What you have to do: Wherever a line of the records contains "match", copy that line.

Segment Start: Record excerpts

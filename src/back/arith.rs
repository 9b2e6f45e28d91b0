//! Arithmetic, comparison, logical, floating, and pointer emitters.
//!
//! Three-address IR lowers to x86 two-address form: `src1` moves into the
//! destination register (or scratch 0 for spilled destinations), the
//! operation applies the `src2` operand, and spilled results store back.
//! Division and shifts have fixed register operands (A/D and CL); the
//! registers involved are saved around the sequence when they may hold
//! live values.

use crate::back::asm::{Gpr, Syntax, Width, SCRATCH0, SCRATCH1};
use crate::back::codegen::FuncEmit;
use crate::back::operand::{spill_mem, type_width, Operand};
use crate::back::regalloc::Loc;
use crate::error::Result;
use crate::middle::ir::{Inst, Opcode, Type, Value};

/// Condition-code suffix for a comparison, signed or unsigned row.
fn condition_code(op: Opcode, signed: bool) -> &'static str {
    match (op, signed) {
        (Opcode::CmpEq, _) => "e",
        (Opcode::CmpNe, _) => "ne",
        (Opcode::CmpLt, true) => "l",
        (Opcode::CmpLt, false) => "b",
        (Opcode::CmpLe, true) => "le",
        (Opcode::CmpLe, false) => "be",
        (Opcode::CmpGt, true) => "g",
        (Opcode::CmpGt, false) => "a",
        (Opcode::CmpGe, true) => "ge",
        (Opcode::CmpGe, false) => "ae",
        _ => unimplemented!("internal error: not a comparison opcode"),
    }
}

impl<'a> FuncEmit<'a> {
    pub(super) fn emit_binop(&mut self, inst: &Inst) -> Result<()> {
        let t = self.target();
        let mut w = type_width(inst.ty, t);
        if inst.op == Opcode::Mul && w == Width::Byte {
            // No two-operand byte imul.
            w = Width::Long;
        }
        let mn = match inst.op {
            Opcode::Add => "add",
            Opcode::Sub => "sub",
            Opcode::Mul => "imul",
            Opcode::And => "and",
            Opcode::Or => "or",
            Opcode::Xor => "xor",
            _ => unimplemented!("internal error: not a binary opcode"),
        };
        let (dreg, spilled) = self.dest_reg(inst.dest);
        // Writing src1 into the destination must not clobber src2.
        let work = if spilled || self.in_reg(inst.src2, dreg) { SCRATCH0 } else { dreg };
        self.value_into(inst.src1, work);
        let rhs = self.operand_of(inst.src2, w);
        self.op2(mn, w, &rhs, &Operand::Reg(work, w));
        self.store_result(inst.dest, work, dreg, spilled);
        Ok(())
    }

    pub(super) fn emit_divmod(&mut self, inst: &Inst) -> Result<()> {
        let t = self.target();
        let signed = inst.ty.is_signed();
        // Byte division leaves the remainder in AH; promote.
        let w = type_width(inst.ty, t).max(Width::Long);
        let (dreg, spilled) = self.dest_reg(inst.dest);
        let dest_is_d = !spilled && dreg == Gpr::D;
        if !dest_is_d {
            self.push_reg(Gpr::D);
        }
        // The sign extension clobbers D; move a D-resident divisor first.
        let rhs = if self.in_reg(inst.src2, Gpr::D) {
            let ww = t.word();
            self.mov(ww, &Operand::Reg(Gpr::D, ww), &Operand::Reg(SCRATCH1, ww));
            Operand::Reg(SCRATCH1, w)
        } else {
            self.operand_of(inst.src2, w)
        };
        self.value_into(inst.src1, Gpr::A);
        if signed {
            self.sign_extend_into_d(w);
        } else {
            self.per_syntax("xorl %edx, %edx".to_string(), "xor edx, edx".to_string());
        }
        self.op1(if signed { "idiv" } else { "div" }, w, &rhs);
        let res = if inst.op == Opcode::Div { Gpr::A } else { Gpr::D };
        if spilled {
            self.spill_store(inst.dest, res);
        } else if dreg != res {
            let ww = t.word();
            self.mov(ww, &Operand::Reg(res, ww), &Operand::Reg(dreg, ww));
        }
        if !dest_is_d {
            self.pop_reg(Gpr::D);
        }
        Ok(())
    }

    pub(super) fn emit_shift(&mut self, inst: &Inst) -> Result<()> {
        let t = self.target();
        let w = type_width(inst.ty, t);
        let mn = match (inst.op, inst.ty.is_signed()) {
            (Opcode::Shl, true) => "sal",
            (Opcode::Shl, false) => "shl",
            (Opcode::Shr, true) => "sar",
            (Opcode::Shr, false) => "shr",
            _ => unimplemented!("internal error: not a shift opcode"),
        };
        let (dreg, spilled) = self.dest_reg(inst.dest);
        let count_in_c = self.in_reg(inst.src2, Gpr::C);
        let work = if spilled || dreg == Gpr::C || self.in_reg(inst.src2, dreg) {
            SCRATCH0
        } else {
            dreg
        };
        let save_c = !count_in_c && dreg != Gpr::C;
        if save_c {
            self.push_reg(Gpr::C);
        }
        self.value_into(inst.src1, work);
        self.value_into(inst.src2, Gpr::C);
        self.per_syntax(
            format!("{mn}{w} %cl, %{}", work.name(w)),
            format!("{mn} {}, cl", work.name(w)),
        );
        self.store_result(inst.dest, work, dreg, spilled);
        if save_c {
            self.pop_reg(Gpr::C);
        }
        Ok(())
    }

    pub(super) fn emit_compare(&mut self, inst: &Inst) -> Result<()> {
        let t = self.target();
        let w = type_width(inst.ty, t);
        let lhs = self.value_reg(inst.src1, SCRATCH0);
        let rhs = self.operand_of(inst.src2, w);
        self.op2("cmp", w, &rhs, &Operand::Reg(lhs, w));
        self.setcc(condition_code(inst.op, inst.ty.is_signed()));
        let (dreg, spilled) = self.dest_reg(inst.dest);
        let work = if spilled { SCRATCH0 } else { dreg };
        self.widen_al(work);
        if spilled {
            self.spill_store(inst.dest, work);
        }
        Ok(())
    }

    /// Short-circuit `&&`/`||` over generated local labels.
    pub(super) fn emit_logical(&mut self, inst: &Inst) -> Result<()> {
        let w = self.target().word();
        let (dreg, spilled) = self.dest_reg(inst.dest);
        let work = if spilled { SCRATCH0 } else { dreg };
        let short = self.cg.fresh_label();
        let done = self.cg.fresh_label();
        let a = self.operand_of(inst.src1, w);
        let b = self.operand_of(inst.src2, w);
        match inst.op {
            Opcode::LogAnd => {
                self.op2("cmp", w, &Operand::Imm(0), &a);
                self.jump("je", &short);
                self.op2("cmp", w, &Operand::Imm(0), &b);
                self.jump("je", &short);
                self.mov_imm(w, 1, work);
                self.jump("jmp", &done);
                self.cg.asm.label(&short);
                self.mov_imm(w, 0, work);
            }
            Opcode::LogOr => {
                self.op2("cmp", w, &Operand::Imm(0), &a);
                self.jump("jne", &short);
                self.op2("cmp", w, &Operand::Imm(0), &b);
                self.jump("jne", &short);
                self.mov_imm(w, 0, work);
                self.jump("jmp", &done);
                self.cg.asm.label(&short);
                self.mov_imm(w, 1, work);
            }
            _ => unimplemented!("internal error: not a logical opcode"),
        }
        self.cg.asm.label(&done);
        if spilled {
            self.spill_store(inst.dest, work);
        }
        Ok(())
    }

    /// Float/double arithmetic through XMM0/XMM1.
    pub(super) fn emit_float_binop(&mut self, inst: &Inst) -> Result<()> {
        let double = inst.ty == Type::Double;
        let sfx = if double { "sd" } else { "ss" };
        let base = match inst.op {
            Opcode::FAdd => "add",
            Opcode::FSub => "sub",
            Opcode::FMul => "mul",
            Opcode::FDiv => "div",
            _ => unimplemented!("internal error: not a float opcode"),
        };
        self.fp_into_xmm(inst.ty, inst.src1, 0);
        self.fp_into_xmm(inst.ty, inst.src2, 1);
        self.per_syntax(format!("{base}{sfx} %xmm1, %xmm0"), format!("{base}{sfx} xmm0, xmm1"));
        let t = self.target();
        let (dreg, spilled) = self.dest_reg(inst.dest);
        if spilled {
            let slot = self.slot_mem(inst.dest);
            let kw = if double { "qword ptr" } else { "dword ptr" };
            self.per_syntax(
                format!("mov{sfx} %xmm0, {}", slot.render(Syntax::Att, t, None)),
                format!("mov{sfx} {}, xmm0", slot.render(Syntax::Intel, t, Some(kw))),
            );
        } else {
            let (mn, w) = if double { ("movq", Width::Quad) } else { ("movd", Width::Long) };
            self.per_syntax(
                format!("{mn} %xmm0, %{}", dreg.name(w)),
                format!("{mn} {}, xmm0", dreg.name(w)),
            );
        }
        Ok(())
    }

    /// Long-double arithmetic on the x87 stack; operands and result live
    /// in ten-byte spill slots.
    pub(super) fn emit_ldouble_binop(&mut self, inst: &Inst) -> Result<()> {
        let a = self.slot_mem(inst.src1);
        let b = self.slot_mem(inst.src2);
        self.fldt(&a);
        self.fldt(&b);
        let mn = match inst.op {
            Opcode::LfAdd => "faddp",
            Opcode::LfSub => "fsubp",
            Opcode::LfMul => "fmulp",
            Opcode::LfDiv => "fdivp",
            _ => unimplemented!("internal error: not a long-double opcode"),
        };
        self.line(mn.to_string());
        let dst = self.slot_mem(inst.dest);
        self.fstpt(&dst);
        Ok(())
    }

    /// `dest = src1 + src2 * imm` with the element size in `imm`.
    pub(super) fn emit_ptr_add(&mut self, inst: &Inst) -> Result<()> {
        let t = self.target();
        let w = t.word();
        let size = inst.imm.max(1);
        let (dreg, spilled) = self.dest_reg(inst.dest);
        if size > 1 {
            self.value_into(inst.src2, SCRATCH0);
            self.imul_imm(w, size, SCRATCH0);
            let work = if spilled { SCRATCH1 } else { dreg };
            self.value_into(inst.src1, work);
            self.op2("add", w, &Operand::Reg(SCRATCH0, w), &Operand::Reg(work, w));
            if spilled {
                self.spill_store(inst.dest, work);
            }
        } else {
            let work = if spilled || self.in_reg(inst.src2, dreg) { SCRATCH0 } else { dreg };
            self.value_into(inst.src1, work);
            let rhs = self.operand_of(inst.src2, w);
            self.op2("add", w, &rhs, &Operand::Reg(work, w));
            self.store_result(inst.dest, work, dreg, spilled);
        }
        Ok(())
    }

    /// `dest = (src1 - src2) / imm`: a shift for power-of-two element
    /// sizes, signed division otherwise.
    pub(super) fn emit_ptr_diff(&mut self, inst: &Inst) -> Result<()> {
        let t = self.target();
        let w = t.word();
        let size = inst.imm.max(1) as u64;
        self.value_into(inst.src1, SCRATCH0);
        let rhs = self.operand_of(inst.src2, w);
        self.op2("sub", w, &rhs, &Operand::Reg(SCRATCH0, w));
        if size > 1 {
            if size.is_power_of_two() {
                self.shift_imm("sar", w, size.trailing_zeros(), SCRATCH0);
            } else {
                self.push_reg(Gpr::D);
                self.mov_imm(w, size as i64, SCRATCH1);
                self.sign_extend_into_d(w);
                self.op1("idiv", w, &Operand::Reg(SCRATCH1, w));
                self.pop_reg(Gpr::D);
            }
        }
        let (dreg, spilled) = self.dest_reg(inst.dest);
        self.store_result(inst.dest, SCRATCH0, dreg, spilled);
        Ok(())
    }

    /// Move a float/double value into an XMM register: bit-pattern moves
    /// from a GPR, `movss`/`movsd` from a spill slot.
    fn fp_into_xmm(&mut self, ty: Type, v: Value, xmm: u8) {
        let t = self.target();
        let double = ty == Type::Double;
        match self.alloc.loc(v) {
            Loc::Reg(r) => {
                let (mn, w) = if double { ("movq", Width::Quad) } else { ("movd", Width::Long) };
                self.per_syntax(
                    format!("{mn} %{}, %xmm{xmm}", r.name(w)),
                    format!("{mn} xmm{xmm}, {}", r.name(w)),
                );
            }
            Loc::Spill(slot) => {
                let m = spill_mem(slot, t);
                let (mn, kw) = if double { ("movsd", "qword ptr") } else { ("movss", "dword ptr") };
                self.per_syntax(
                    format!("{mn} {}, %xmm{xmm}", m.render(Syntax::Att, t, None)),
                    format!("{mn} xmm{xmm}, {}", m.render(Syntax::Intel, t, Some(kw))),
                );
            }
        }
    }

    /// Sign-extend A into D ahead of a signed division.
    fn sign_extend_into_d(&mut self, w: Width) {
        match w {
            Width::Quad => self.per_syntax("cqto".to_string(), "cqo".to_string()),
            _ => self.per_syntax("cltd".to_string(), "cdq".to_string()),
        }
    }

    /// Common tail: spill the result or copy it out of the work register.
    fn store_result(&mut self, dest: Value, work: Gpr, dreg: Gpr, spilled: bool) {
        if spilled {
            self.spill_store(dest, work);
        } else if work != dreg {
            let w = self.target().word();
            self.mov(w, &Operand::Reg(work, w), &Operand::Reg(dreg, w));
        }
    }
}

Segment End: Record excerpts

Answer to this problem:
    match (op, signed) {
        let mn = match inst.op {
        let mn = match (inst.op, inst.ty.is_signed()) {
        match inst.op {
        let base = match inst.op {
        let mn = match inst.op {
        match self.alloc.loc(v) {
        match w {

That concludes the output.